• [WHAT TO WORK ON] Check each line of the listing for the word "first" and give only the number of lines that have it.
'''
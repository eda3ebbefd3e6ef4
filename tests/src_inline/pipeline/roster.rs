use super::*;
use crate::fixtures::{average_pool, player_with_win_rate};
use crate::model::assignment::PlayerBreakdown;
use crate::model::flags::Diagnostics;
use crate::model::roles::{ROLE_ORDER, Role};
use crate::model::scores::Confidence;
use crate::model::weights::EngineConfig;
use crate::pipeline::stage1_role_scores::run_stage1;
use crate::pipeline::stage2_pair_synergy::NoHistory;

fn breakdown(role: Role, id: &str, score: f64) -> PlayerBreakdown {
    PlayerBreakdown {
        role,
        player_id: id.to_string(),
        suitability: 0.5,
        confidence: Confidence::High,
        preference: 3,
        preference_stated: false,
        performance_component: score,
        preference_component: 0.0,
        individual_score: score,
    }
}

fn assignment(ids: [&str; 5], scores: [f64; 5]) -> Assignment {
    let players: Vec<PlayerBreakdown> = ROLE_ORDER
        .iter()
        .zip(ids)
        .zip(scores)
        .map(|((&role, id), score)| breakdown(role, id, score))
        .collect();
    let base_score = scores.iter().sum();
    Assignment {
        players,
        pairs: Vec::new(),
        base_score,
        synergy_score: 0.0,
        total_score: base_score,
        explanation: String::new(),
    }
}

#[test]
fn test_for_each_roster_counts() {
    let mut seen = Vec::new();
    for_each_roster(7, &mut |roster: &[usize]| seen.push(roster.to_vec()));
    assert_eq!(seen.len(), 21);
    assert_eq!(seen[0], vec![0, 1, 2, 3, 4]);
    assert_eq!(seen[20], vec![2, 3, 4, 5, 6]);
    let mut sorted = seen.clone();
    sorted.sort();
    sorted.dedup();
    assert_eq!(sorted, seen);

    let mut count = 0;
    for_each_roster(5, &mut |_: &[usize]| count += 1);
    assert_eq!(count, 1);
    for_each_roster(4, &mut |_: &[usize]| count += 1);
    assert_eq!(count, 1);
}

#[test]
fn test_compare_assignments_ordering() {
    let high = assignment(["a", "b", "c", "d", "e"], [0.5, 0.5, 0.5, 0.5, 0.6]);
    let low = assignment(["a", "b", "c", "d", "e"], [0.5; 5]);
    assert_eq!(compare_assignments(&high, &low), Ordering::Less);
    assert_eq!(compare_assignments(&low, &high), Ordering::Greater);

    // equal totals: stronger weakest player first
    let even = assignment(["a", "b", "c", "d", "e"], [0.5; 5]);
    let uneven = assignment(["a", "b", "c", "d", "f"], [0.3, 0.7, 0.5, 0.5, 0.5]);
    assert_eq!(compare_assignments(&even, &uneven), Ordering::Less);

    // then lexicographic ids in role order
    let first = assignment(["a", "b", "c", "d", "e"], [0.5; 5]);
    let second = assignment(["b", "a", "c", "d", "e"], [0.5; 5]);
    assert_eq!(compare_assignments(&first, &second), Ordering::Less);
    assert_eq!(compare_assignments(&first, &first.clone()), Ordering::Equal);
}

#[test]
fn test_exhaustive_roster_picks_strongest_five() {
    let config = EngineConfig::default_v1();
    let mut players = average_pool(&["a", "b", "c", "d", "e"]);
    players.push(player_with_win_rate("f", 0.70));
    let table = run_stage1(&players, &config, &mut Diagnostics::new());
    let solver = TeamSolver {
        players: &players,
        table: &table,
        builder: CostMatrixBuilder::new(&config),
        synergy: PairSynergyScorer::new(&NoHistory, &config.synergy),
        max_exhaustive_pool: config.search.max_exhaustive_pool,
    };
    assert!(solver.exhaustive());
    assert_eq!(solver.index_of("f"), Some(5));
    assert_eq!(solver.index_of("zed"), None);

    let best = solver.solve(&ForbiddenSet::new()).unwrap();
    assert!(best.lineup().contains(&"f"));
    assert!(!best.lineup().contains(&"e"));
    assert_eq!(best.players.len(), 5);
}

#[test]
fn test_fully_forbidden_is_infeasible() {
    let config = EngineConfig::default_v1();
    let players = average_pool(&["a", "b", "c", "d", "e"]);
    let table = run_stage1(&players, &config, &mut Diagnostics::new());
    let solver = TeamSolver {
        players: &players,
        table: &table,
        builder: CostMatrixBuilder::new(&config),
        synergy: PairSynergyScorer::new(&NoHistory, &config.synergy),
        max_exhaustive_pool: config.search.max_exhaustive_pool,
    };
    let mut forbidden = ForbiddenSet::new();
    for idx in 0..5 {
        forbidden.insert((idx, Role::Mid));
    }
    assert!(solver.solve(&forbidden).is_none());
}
'''
'''
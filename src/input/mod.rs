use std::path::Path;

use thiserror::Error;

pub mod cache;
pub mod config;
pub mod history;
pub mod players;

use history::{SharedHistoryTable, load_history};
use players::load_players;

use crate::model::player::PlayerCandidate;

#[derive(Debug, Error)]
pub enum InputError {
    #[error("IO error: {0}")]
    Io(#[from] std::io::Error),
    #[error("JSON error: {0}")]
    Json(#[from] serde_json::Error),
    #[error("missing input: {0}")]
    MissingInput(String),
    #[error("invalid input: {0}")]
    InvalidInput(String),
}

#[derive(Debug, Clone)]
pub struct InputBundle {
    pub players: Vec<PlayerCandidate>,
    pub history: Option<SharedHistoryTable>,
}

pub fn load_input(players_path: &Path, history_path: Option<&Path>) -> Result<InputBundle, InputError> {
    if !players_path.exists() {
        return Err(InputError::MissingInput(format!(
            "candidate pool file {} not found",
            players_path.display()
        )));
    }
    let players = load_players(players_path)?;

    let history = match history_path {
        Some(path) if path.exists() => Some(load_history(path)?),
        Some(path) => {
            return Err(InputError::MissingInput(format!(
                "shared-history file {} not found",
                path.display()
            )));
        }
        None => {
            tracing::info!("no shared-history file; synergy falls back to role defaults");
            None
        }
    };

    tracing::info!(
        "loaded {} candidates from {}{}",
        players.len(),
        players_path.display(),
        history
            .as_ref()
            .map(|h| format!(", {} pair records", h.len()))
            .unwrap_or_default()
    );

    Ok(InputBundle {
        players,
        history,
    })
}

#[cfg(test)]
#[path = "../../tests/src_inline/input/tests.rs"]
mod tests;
'''
• [RESULT] 4